Der Shoa-Gedenktag Israels heißt „Gedenktag der Shoa und des Heldentums“. Unter Heldentum versteht man in Israel eine bestimmte Art von Heldentum – den bewaffneten Widerstand. Im kollektiven Gedächtnis steht der Aufstand im Warschauer Ghetto 1943 eindeutig im Vordergrund. Man marginalisiert die Tatsache, dass es nicht nur Zionisten waren, die am Aufstand beteiligt waren, und man wird so zur Schlussfolgerung verleitet, der Warschauer Aufstand sei das erste Kapitel in der adäquaten zionistischen, also israelischen Antwort auf die Shoa gewesen: die Antwort der Waffe.
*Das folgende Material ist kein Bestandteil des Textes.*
//! Pool Ledger Contract
//!
//! Books, per collateral asset, the collateral a protocol pool holds and
//! the debt outstanding against it. The same ledger serves the active pool
//! and the default pool; only the caller allow-lists differ.
//!
//! ## Operations
//!
//! - **increase_debt / decrease_debt**: adjust recorded debt
//! - **send_asset**: move collateral out, redeeming vault shares when the
//!   destination is not an internal pool
//! - **received_erc20**: book collateral sent in by another component
//!
//! Every mutation runs atomically: external effects run under a host
//! savepoint and the ledger commits only after they all succeed.

use borsh::{BorshDeserialize, BorshSerialize};
use serde::{Deserialize, Serialize};

use staked_collateral_common::{
    math::{self, decimals_correction},
    require_authorized,
    validation::require_sufficient,
    with_savepoint, AccessControlState, Address, Amount, BTreeMap, DepositRecipient, EventLog,
    LedgerEvent, LedgerResult, Operation, ProtocolPools, ReentrancyGuard, Role, TokenBank,
    Transactional, VaultAdapter,
};

// ============ Pool Kind ============

/// Which protocol pool a ledger instance books for
#[derive(Debug, Clone, Copy, PartialEq, Eq, Serialize, Deserialize, BorshSerialize, BorshDeserialize)]
pub enum PoolKind {
    /// Collateral and debt of open vessels
    Active,
    /// Collateral and debt awaiting redistribution
    Default,
}

impl PoolKind {
    /// Roles allowed to perform `operation` on this pool
    pub fn allowed_roles(&self, operation: Operation) -> &'static [Role] {
        match (self, operation) {
            (PoolKind::Active, Operation::IncreaseDebt) => {
                &[Role::BorrowerOperations, Role::VesselManager]
            }
            (PoolKind::Active, Operation::DecreaseDebt) | (PoolKind::Active, Operation::SendAsset) => {
                &[Role::BorrowerOperations, Role::VesselManager, Role::StabilityPool]
            }
            (PoolKind::Active, Operation::ReceivedErc20) => &[Role::BorrowerOperations, Role::DefaultPool],
            (PoolKind::Default, Operation::IncreaseDebt)
            | (PoolKind::Default, Operation::DecreaseDebt)
            | (PoolKind::Default, Operation::SendAsset) => &[Role::VesselManager],
            (PoolKind::Default, Operation::ReceivedErc20) => &[Role::ActivePool],
            _ => &[],
        }
    }
}

// ============ Pool Ledger Config ============

/// Configuration for a pool ledger
#[derive(Debug, Clone, PartialEq, Eq, Serialize, Deserialize, BorshSerialize, BorshDeserialize)]
pub struct PoolLedgerConfig {
    /// This pool's own address (holder of the collateral tokens)
    pub address: Address,
    /// Pool kind (selects the allow-lists)
    pub kind: PoolKind,
    /// Protocol-internal pool addresses
    pub protocol_pools: ProtocolPools,
}

impl PoolLedgerConfig {
    /// Destinations that always receive vault shares as-is
    pub fn keeps_wrapped_form(&self, destination: &Address) -> bool {
        *destination == self.protocol_pools.default_pool
            || *destination == self.protocol_pools.coll_surplus_pool
            || *destination == self.protocol_pools.stability_pool
    }
}

// ============ Pool Balance ============

/// Recorded amounts for one asset
#[derive(Debug, Clone, Copy, Default, PartialEq, Eq, Serialize, Deserialize, BorshSerialize, BorshDeserialize)]
pub struct PoolBalance {
    /// Collateral held, in standard decimals
    pub collateral: Amount,
    /// Outstanding debt
    pub debt: Amount,
}

/// Everything a pool ledger needs from its environment
pub trait PoolHost: TokenBank + VaultAdapter + DepositRecipient + Transactional {}

impl<T> PoolHost for T where T: TokenBank + VaultAdapter + DepositRecipient + Transactional {}

// ============ Pool Ledger ============

/// Collateral and debt ledger of one protocol pool
#[derive(Debug, Clone)]
pub struct PoolLedger {
    /// Static configuration
    pub config: PoolLedgerConfig,
    /// Roles and pause flag
    pub access: AccessControlState,
    balances: BTreeMap<Address, PoolBalance>,
    guard: ReentrancyGuard,
    events: EventLog,
}

impl PoolLedger {
    /// Create an empty ledger
    pub fn new(config: PoolLedgerConfig, access: AccessControlState) -> Self {
        Self {
            config,
            access,
            balances: BTreeMap::new(),
            guard: ReentrancyGuard::new(),
            events: EventLog::new(),
        }
    }

    // ============ Views ============

    /// Recorded collateral of `asset`
    pub fn asset_balance(&self, asset: &Address) -> Amount {
        self.balance(asset).collateral
    }

    /// Recorded debt of `asset`
    pub fn debt_balance(&self, asset: &Address) -> Amount {
        self.balance(asset).debt
    }

    /// Recorded amounts of `asset`
    pub fn balance(&self, asset: &Address) -> PoolBalance {
        self.balances.get(asset).copied().unwrap_or_default()
    }

    /// Events emitted so far
    pub fn events(&self) -> &EventLog {
        &self.events
    }

    // ============ Debt ============

    /// Increase recorded debt of `asset`
    pub fn increase_debt(&mut self, caller: &Address, asset: &Address, amount: Amount) -> LedgerResult<()> {
        self.authorize(caller, Operation::IncreaseDebt)?;
        let mut entry = self.balance(asset);
        entry.debt = math::add(entry.debt, amount)?;
        self.store_debt(asset, entry);
        Ok(())
    }

    /// Decrease recorded debt of `asset`; fails with `Underflow` if the
    /// amount exceeds the recorded debt
    pub fn decrease_debt(&mut self, caller: &Address, asset: &Address, amount: Amount) -> LedgerResult<()> {
        self.authorize(caller, Operation::DecreaseDebt)?;
        let mut entry = self.balance(asset);
        entry.debt = math::sub(entry.debt, amount)?;
        self.store_debt(asset, entry);
        Ok(())
    }

    // ============ Collateral ============

    /// Book collateral received from another component
    pub fn received_erc20(&mut self, caller: &Address, asset: &Address, amount: Amount) -> LedgerResult<()> {
        self.authorize(caller, Operation::ReceivedErc20)?;
        let mut entry = self.balance(asset);
        entry.collateral = math::add(entry.collateral, amount)?;
        self.store_collateral(asset, entry);
        Ok(())
    }

    /// Send `amount` (standard decimals) of `asset` to `to`.
    ///
    /// The recorded balance drops by the requested `amount` while the
    /// transfer moves the decimals-corrected amount. Returns the amount
    /// that actually left the pool (0 when the corrected amount is zero,
    /// in which case nothing changes).
    pub fn send_asset<H: PoolHost>(
        &mut self,
        host: &mut H,
        caller: &Address,
        asset: &Address,
        to: &Address,
        amount: Amount,
    ) -> LedgerResult<Amount> {
        self.authorize(caller, Operation::SendAsset)?;
        self.guard.enter()?;
        let result = self.send_asset_inner(host, asset, to, amount);
        self.guard.exit();
        result
    }

    fn send_asset_inner<H: PoolHost>(
        &mut self,
        host: &mut H,
        asset: &Address,
        to: &Address,
        amount: Amount,
    ) -> LedgerResult<Amount> {
        let transfer_amount = decimals_correction(amount, host.decimals(asset))?;
        if transfer_amount == 0 {
            return Ok(0);
        }

        let mut entry = self.balance(asset);
        require_sufficient(entry.collateral, amount)?;
        entry.collateral -= amount;

        let pool = self.config.address;
        let unwrap = host.is_vault_asset(asset) && !self.config.keeps_wrapped_form(to);

        // External effects first; the ledger only commits once they all succeed
        let sent = with_savepoint(host, |host| {
            let sent = if unwrap {
                log::debug!("redeeming vault asset before send");
                host.redeem(asset, transfer_amount, to, &pool)?
            } else {
                host.transfer(asset, &pool, to, transfer_amount)?;
                transfer_amount
            };

            if host.is_deposit_contract(to) {
                host.on_received_asset(to, asset, amount)?;
            }
            Ok(sent)
        })?;

        self.store_collateral(asset, entry);
        self.events.emit(LedgerEvent::AssetSent {
            pool,
            to: *to,
            asset: *asset,
            amount: sent,
        });
        Ok(sent)
    }

    // ============ Internals ============

    fn authorize(&self, caller: &Address, operation: Operation) -> LedgerResult<()> {
        require_authorized(&self.access, caller, operation, self.config.kind.allowed_roles(operation))
    }

    fn store_debt(&mut self, asset: &Address, entry: PoolBalance) {
        self.balances.insert(*asset, entry);
        self.events.emit(LedgerEvent::PoolDebtUpdated {
            pool: self.config.address,
            asset: *asset,
            debt: entry.debt,
        });
    }

    fn store_collateral(&mut self, asset: &Address, entry: PoolBalance) {
        self.balances.insert(*asset, entry);
        self.events.emit(LedgerEvent::PoolAssetBalanceUpdated {
            pool: self.config.address,
            asset: *asset,
            balance: entry.collateral,
        });
    }
}

// ============ Tests ============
Die Mahnung „Wehret den Anfängen“ wird somit auf eine spezifisch israelische Weise verinnerlicht: Bereits die kleinste Gefährdung von jüdischem Leben muss eine heftige Reaktion hervorrufen. Und so kann der eilige Rückzug aus dem Gazastreifen nicht als Teil einer „adäquaten zionistischen Antwort“ im Sinne der vorherrschenden israelischen Meinung gesehen werden.

Moshe Zimmermann lehrt Geschichte an der Hebräischen Universität von Jerusalem und ist Direktor des Richard-Koebner-Centers for German History.